「ちょっと油断しすぎじゃないの?竜の旦那」


音もなく天井裏から畳の上へと降り立つ、目の前にはこの城の主が仰向けで眠っている。
彼の腹の上には一冊の本がのせられていた。栞にするように本には右手が挟まれていて、読書中に睡魔に襲われたというところだろう。珍しいこともあるものだと佐助は皮肉に思う。
すぅすぅと、耳をすませば穏やかな寝息が聞こえてきそうなほど見ていてこちらも眠くなるくらい静かで安らかな寝顔であった。

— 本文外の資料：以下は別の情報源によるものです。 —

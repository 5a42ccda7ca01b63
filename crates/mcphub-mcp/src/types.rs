//! Domain types shared by the client, the host and the config loader.

use std::collections::BTreeMap;
use std::fmt;
use std::path::PathBuf;

use chrono::{DateTime, Utc};
use serde::de::Error as _;
use serde::{Deserialize, Deserializer, Serialize};
use serde_json::{Map, Value};

use crate::error::McpError;
use crate::protocol::{JsonRpcError, ServerCapabilities};

/// Separator between the server name and the item name.
pub const NAMESPACE_SEPARATOR: &str = "__";

/// How a server is reached.
#[derive(Debug, Clone, Copy, Default, PartialEq, Eq, Hash, Serialize, Deserialize)]
#[serde(rename_all = "lowercase")]
pub enum TransportKind {
    /// Child process speaking newline-delimited JSON over stdio.
    #[default]
    Stdio,
    /// Server-sent event stream plus HTTP POST.
    Sse,
}

impl fmt::Display for TransportKind {
    fn fmt(&self, f: &mut fmt::Formatter<'_>) -> fmt::Result {
        match self {
            Self::Stdio => write!(f, "stdio"),
            Self::Sse => write!(f, "sse"),
        }
    }
}

/// Configuration for a single MCP server.
#[derive(Debug, Clone, PartialEq, Serialize, Deserialize)]
pub struct ServerConfig {
    /// Transport used to reach the server.
    #[serde(default)]
    pub transport_type: TransportKind,

    /// Transport parameters (`command`/`args`/`cwd` or `url`/`headers`/`send_url`).
    #[serde(default)]
    pub config: Map<String, Value>,

    /// Extra environment variables for the server process.
    #[serde(default, deserialize_with = "deserialize_env")]
    pub env: BTreeMap<String, String>,

    /// Whether the server is connected on host initialization.
    #[serde(default = "default_enabled")]
    pub enabled: bool,
}

fn default_enabled() -> bool {
    true
}

/// Environment value as the server process sees it.
///
/// Numbers and booleans keep their document spelling. Other values have
/// no environment form.
pub fn env_value(value: &Value) -> Option<String> {
    match value {
        Value::String(s) => Some(s.clone()),
        Value::Number(n) => Some(n.to_string()),
        Value::Bool(b) => Some(b.to_string()),
        _ => None,
    }
}

fn deserialize_env<'de, D>(deserializer: D) -> Result<BTreeMap<String, String>, D::Error>
where
    D: Deserializer<'de>,
{
    let raw = BTreeMap::<String, Value>::deserialize(deserializer)?;
    raw.into_iter()
        .map(|(key, value)| match env_value(&value) {
            Some(value) => Ok((key, value)),
            None => Err(D::Error::custom(format!(
                "env '{}' must be a string, number or boolean",
                key
            ))),
        })
        .collect()
}

impl ServerConfig {
    /// Create a stdio server config.
    pub fn stdio(command: impl Into<String>) -> Self {
        let mut config = Map::new();
        config.insert("command".to_string(), Value::String(command.into()));
        Self {
            transport_type: TransportKind::Stdio,
            config,
            env: BTreeMap::new(),
            enabled: true,
        }
    }

    /// Create an event-stream server config.
    pub fn sse(url: impl Into<String>) -> Self {
        let mut config = Map::new();
        config.insert("url".to_string(), Value::String(url.into()));
        Self {
            transport_type: TransportKind::Sse,
            config,
            env: BTreeMap::new(),
            enabled: true,
        }
    }

    /// Parse one entry of a servers document.
    ///
    /// Accepts the legacy `is_active` flag when `enabled` is absent.
    pub fn from_value(value: Value) -> Result<Self, McpError> {
        let Value::Object(mut entry) = value else {
            return Err(McpError::Config("server entry must be an object".to_string()));
        };

        if let Some(active) = entry.remove("is_active") {
            entry.entry("enabled").or_insert(active);
        }

        serde_json::from_value(Value::Object(entry)).map_err(|e| McpError::Config(e.to_string()))
    }

    /// Set the process arguments.
    pub fn with_args<I, S>(mut self, args: I) -> Self
    where
        I: IntoIterator<Item = S>,
        S: Into<String>,
    {
        let args = args.into_iter().map(|a| Value::String(a.into())).collect();
        self.config.insert("args".to_string(), Value::Array(args));
        self
    }

    /// Add an environment variable.
    pub fn with_env(mut self, key: impl Into<String>, value: impl Into<String>) -> Self {
        self.env.insert(key.into(), value.into());
        self
    }

    /// Add an HTTP header sent with every event-stream request.
    pub fn with_header(mut self, key: impl Into<String>, value: impl Into<String>) -> Self {
        let headers = self
            .config
            .entry("headers")
            .or_insert_with(|| Value::Object(Map::new()));
        if let Value::Object(map) = headers {
            map.insert(key.into(), Value::String(value.into()));
        }
        self
    }

    /// Set an explicit URL for outbound messages.
    pub fn with_send_url(mut self, url: impl Into<String>) -> Self {
        self.config
            .insert("send_url".to_string(), Value::String(url.into()));
        self
    }

    /// Set the working directory of the server process.
    pub fn with_working_dir(mut self, dir: impl Into<PathBuf>) -> Self {
        let dir = dir.into().to_string_lossy().into_owned();
        self.config.insert("cwd".to_string(), Value::String(dir));
        self
    }

    /// Enable or disable the server.
    pub fn with_enabled(mut self, enabled: bool) -> Self {
        self.enabled = enabled;
        self
    }

    fn str_field(&self, key: &str) -> Option<&str> {
        self.config.get(key).and_then(Value::as_str)
    }

    /// Command to spawn (stdio).
    pub fn command(&self) -> Option<&str> {
        self.str_field("command").filter(|c| !c.trim().is_empty())
    }

    /// Process arguments (stdio). Non-string entries are ignored.
    pub fn args(&self) -> Vec<String> {
        self.config
            .get("args")
            .and_then(Value::as_array)
            .map(|args| {
                args.iter()
                    .filter_map(Value::as_str)
                    .map(str::to_string)
                    .collect()
            })
            .unwrap_or_default()
    }

    /// Working directory of the process (stdio).
    pub fn working_dir(&self) -> Option<PathBuf> {
        self.str_field("cwd").map(PathBuf::from)
    }

    /// Subscribe URL (sse).
    pub fn url(&self) -> Option<&str> {
        self.str_field("url").filter(|u| !u.trim().is_empty())
    }

    /// Explicit send URL (sse).
    pub fn send_url(&self) -> Option<&str> {
        self.str_field("send_url")
    }

    /// HTTP headers (sse). Non-string values are ignored.
    pub fn headers(&self) -> BTreeMap<String, String> {
        self.config
            .get("headers")
            .and_then(Value::as_object)
            .map(|headers| {
                headers
                    .iter()
                    .filter_map(|(k, v)| v.as_str().map(|v| (k.clone(), v.to_string())))
                    .collect()
            })
            .unwrap_or_default()
    }
}

/// Information reported by a server during the handshake.
#[derive(Debug, Clone, PartialEq, Serialize, Deserialize)]
pub struct ServerInfo {
    pub name: String,
    pub version: String,
    pub protocol_version: String,
    /// Advertised capabilities, if the server sent any.
    pub capabilities: Option<ServerCapabilities>,
}

/// A tool exposed by a server.
#[derive(Debug, Clone, PartialEq, Serialize, Deserialize)]
pub struct Tool {
    /// Tool name, unique within its server.
    pub name: String,

    /// Human-readable description.
    #[serde(default)]
    pub description: Option<String>,

    /// JSON Schema of the tool input.
    #[serde(rename = "inputSchema", alias = "input_schema", default)]
    pub input_schema: Value,
}

impl Tool {
    /// Create a tool with an empty object schema.
    pub fn new(name: impl Into<String>, description: impl Into<String>) -> Self {
        Self {
            name: name.into(),
            description: Some(description.into()),
            input_schema: serde_json::json!({"type": "object", "properties": {}}),
        }
    }

    /// Name of the tool as exposed by the host.
    pub fn namespaced_name(&self, server: &str) -> String {
        namespaced(server, &self.name)
    }
}

/// A resource exposed by a server.
#[derive(Debug, Clone, PartialEq, Serialize, Deserialize)]
#[serde(rename_all = "camelCase")]
pub struct Resource {
    /// Resource URI, unique within its server.
    pub uri: String,

    /// Display name.
    #[serde(default)]
    pub name: String,

    #[serde(default, skip_serializing_if = "Option::is_none")]
    pub description: Option<String>,

    #[serde(default, skip_serializing_if = "Option::is_none")]
    pub mime_type: Option<String>,
}

/// Contents of a resource as returned by `resources/read`.
#[derive(Debug, Clone, Default, PartialEq, Serialize, Deserialize)]
#[serde(rename_all = "camelCase")]
pub struct ResourceContents {
    #[serde(default)]
    pub uri: String,

    #[serde(default, skip_serializing_if = "Option::is_none")]
    pub mime_type: Option<String>,

    /// Text contents.
    #[serde(default, skip_serializing_if = "Option::is_none")]
    pub text: Option<String>,

    /// Base64-encoded binary contents.
    #[serde(default, skip_serializing_if = "Option::is_none")]
    pub blob: Option<String>,
}

/// A prompt template exposed by a server.
#[derive(Debug, Clone, PartialEq, Serialize, Deserialize)]
pub struct Prompt {
    pub name: String,

    #[serde(default)]
    pub description: Option<String>,

    #[serde(default)]
    pub arguments: Vec<PromptArgument>,
}

impl Prompt {
    /// Name of the prompt as exposed by the host.
    pub fn namespaced_name(&self, server: &str) -> String {
        namespaced(server, &self.name)
    }
}

/// A declared prompt argument.
#[derive(Debug, Clone, PartialEq, Serialize, Deserialize)]
pub struct PromptArgument {
    pub name: String,

    #[serde(default)]
    pub description: Option<String>,

    #[serde(default)]
    pub required: bool,
}

/// Build a `server__name` identifier.
pub fn namespaced(server: &str, name: &str) -> String {
    format!("{}{}{}", server, NAMESPACE_SEPARATOR, name)
}

/// Connection state of a client.
#[derive(Debug, Clone, Copy, Default, PartialEq, Eq, Serialize, Deserialize)]
#[serde(rename_all = "lowercase")]
pub enum ConnectionStatus {
    #[default]
    Disconnected,
    Connecting,
    Connected,
    Error,
}

impl fmt::Display for ConnectionStatus {
    fn fmt(&self, f: &mut fmt::Formatter<'_>) -> fmt::Result {
        let s = match self {
            Self::Disconnected => "disconnected",
            Self::Connecting => "connecting",
            Self::Connected => "connected",
            Self::Error => "error",
        };
        f.write_str(s)
    }
}

/// Point-in-time snapshot of a client.
#[derive(Debug, Clone, PartialEq, Serialize, Deserialize)]
pub struct ClientStatus {
    pub server_name: String,
    pub status: ConnectionStatus,
    pub connected_at: Option<DateTime<Utc>>,
    pub error_message: Option<String>,
    pub tools_count: usize,
    pub resources_count: usize,
    pub prompts_count: usize,
}

/// Output of a tool call.
#[derive(Debug, Clone, PartialEq, Serialize, Deserialize)]
#[serde(untagged)]
pub enum ToolOutput {
    /// Flattened text content.
    Text(String),
    /// Structured payload, used for failures.
    Structured(Value),
}

impl ToolOutput {
    /// Render the output as text.
    pub fn to_text(&self) -> String {
        match self {
            Self::Text(text) => text.clone(),
            Self::Structured(Value::Object(map)) => match map.get("error") {
                Some(Value::String(msg)) if map.len() == 1 => msg.clone(),
                _ => Value::Object(map.clone()).to_string(),
            },
            Self::Structured(value) => value.to_string(),
        }
    }
}

impl fmt::Display for ToolOutput {
    fn fmt(&self, f: &mut fmt::Formatter<'_>) -> fmt::Result {
        f.write_str(&self.to_text())
    }
}

/// Result of a tool call. Failures are carried here, never raised.
#[derive(Debug, Clone, PartialEq, Serialize, Deserialize)]
pub struct ToolResult {
    /// Locally generated identifier of this call.
    pub call_id: String,
    pub content: ToolOutput,
    pub is_error: bool,
    #[serde(default, skip_serializing_if = "Option::is_none")]
    pub error: Option<JsonRpcError>,
}

impl ToolResult {
    /// A successful result.
    pub fn success(call_id: impl Into<String>, text: impl Into<String>) -> Self {
        Self {
            call_id: call_id.into(),
            content: ToolOutput::Text(text.into()),
            is_error: false,
            error: None,
        }
    }

    /// A result the server flagged with `isError`.
    pub fn tool_error(call_id: impl Into<String>, text: impl Into<String>) -> Self {
        let text = text.into();
        Self {
            call_id: call_id.into(),
            content: ToolOutput::Text(text.clone()),
            is_error: true,
            error: Some(JsonRpcError::new(JsonRpcError::LOCAL_ERROR, text)),
        }
    }

    /// A call that failed to complete.
    pub fn failure(call_id: impl Into<String>, err: &McpError) -> Self {
        let error = match err {
            McpError::Server {
                code,
                message,
                data,
            } => JsonRpcError {
                code: *code,
                message: message.clone(),
                data: data.clone(),
            },
            other => JsonRpcError::new(JsonRpcError::LOCAL_ERROR, other.to_string()),
        };

        Self {
            call_id: call_id.into(),
            content: ToolOutput::Structured(serde_json::json!({ "error": error.message })),
            is_error: true,
            error: Some(error),
        }
    }

    /// Text of the result.
    pub fn text(&self) -> String {
        self.content.to_text()
    }
}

思わず頬が緩むが、同時に敵国の忍びを前にしてその白い首を晒しているのは些か無防備過ぎる。
胸元がざわめくように暗い誘惑。

「ねえ、今なら俺でも殺せそうなんだけど」

本当に小さく、囁くように呟くと懐から苦無を取り出し無造作に振り上げる。その切っ先は狙い違わず政宗の首を狙っていたが、彼が起きる気配はない。何も知らずに眠ったままで、そんな政宗を見つめる佐助の目は鷹が獲物を捕捉した時のそれに似ている。

「……あーあ、馬鹿みたい」

殺すつもりなど最初から無いくせに。
浮かべた笑みは自嘲。
苦無を放り投げるときれいな放物線を描いて畳にすとんと突き刺さった。政宗は人の気配や殺気というものに酷く敏い。あのまま苦無を振りかざしていれば、果たして突き刺さっていたのは政宗の首かそれとも佐助自身か。どちらも遠慮したいところである。
佐助は政宗の傍らに座るとそっと指先を伸ばして政宗の唇に触れた。そのまま頬に、鼻に、瞼に、顎に。
僅かに眉が顰められたがそれきりで、起きる気配がないことに佐助は内心安堵する。
気配に敏い政宗の寝顔を見ることが出来るのは、数少ない人間の特権だ。そして佐助は数少ないその中の一人だという自信がある。
不法侵入者の佐助が傍にいても寝ることをやめない、その無防備さが酷く可笑しくて愛しい。信頼されていると言う喜び。折角築いた信頼をこんなところで崩してしまうのは心底勿体なかった。
軽く閉じられた唇に自分のそれを重ねて、佐助はもう一度政宗の寝顔を見つめた。眠っているときは奥州の独眼竜も可愛いもんだと、口元を綻ばせる。

佐助は政宗の寝顔が一番好きだ。

飢えた獣のように目を輝かせて睨んでくる顔も好きだったが、眠っているときや考え事をしているときの目を閉じた顔は意外にも穏やかで見ていてとても安心する。静かな充足感に満たされて、心の奥を見透かすような鋭い目線に引け目を感じることもない。冷たく拒絶されることもない。

(受け入れられることもないけれど)


政宗はまだ起きない。
部屋を通り抜けていく夕刻の風が背中に寒い。


「……ねえ、いつまで寝てるのさ」

佐助はぴたりと身体を寄せて心の臓の上に右耳を押し付けた。
彼が瞼の裏で何を映しているのか、どんな夢を見ているのか知らないけれど、その中の一隅でいい。自分の姿があればいいと切に願う。その左目で自分を認めてくれさえすれば。

「まさむね」

右耳から政宗の規則正しい鼓動が伝わってくる。
ぼんやりと生命の音を数えていたら頭に何かがのせられた。髪を滑るそれが随分と優しい手つきだったので、ああ幸せだなあなんてにんまり笑って政宗の好きにさせる。目を閉じて世界を遮断する。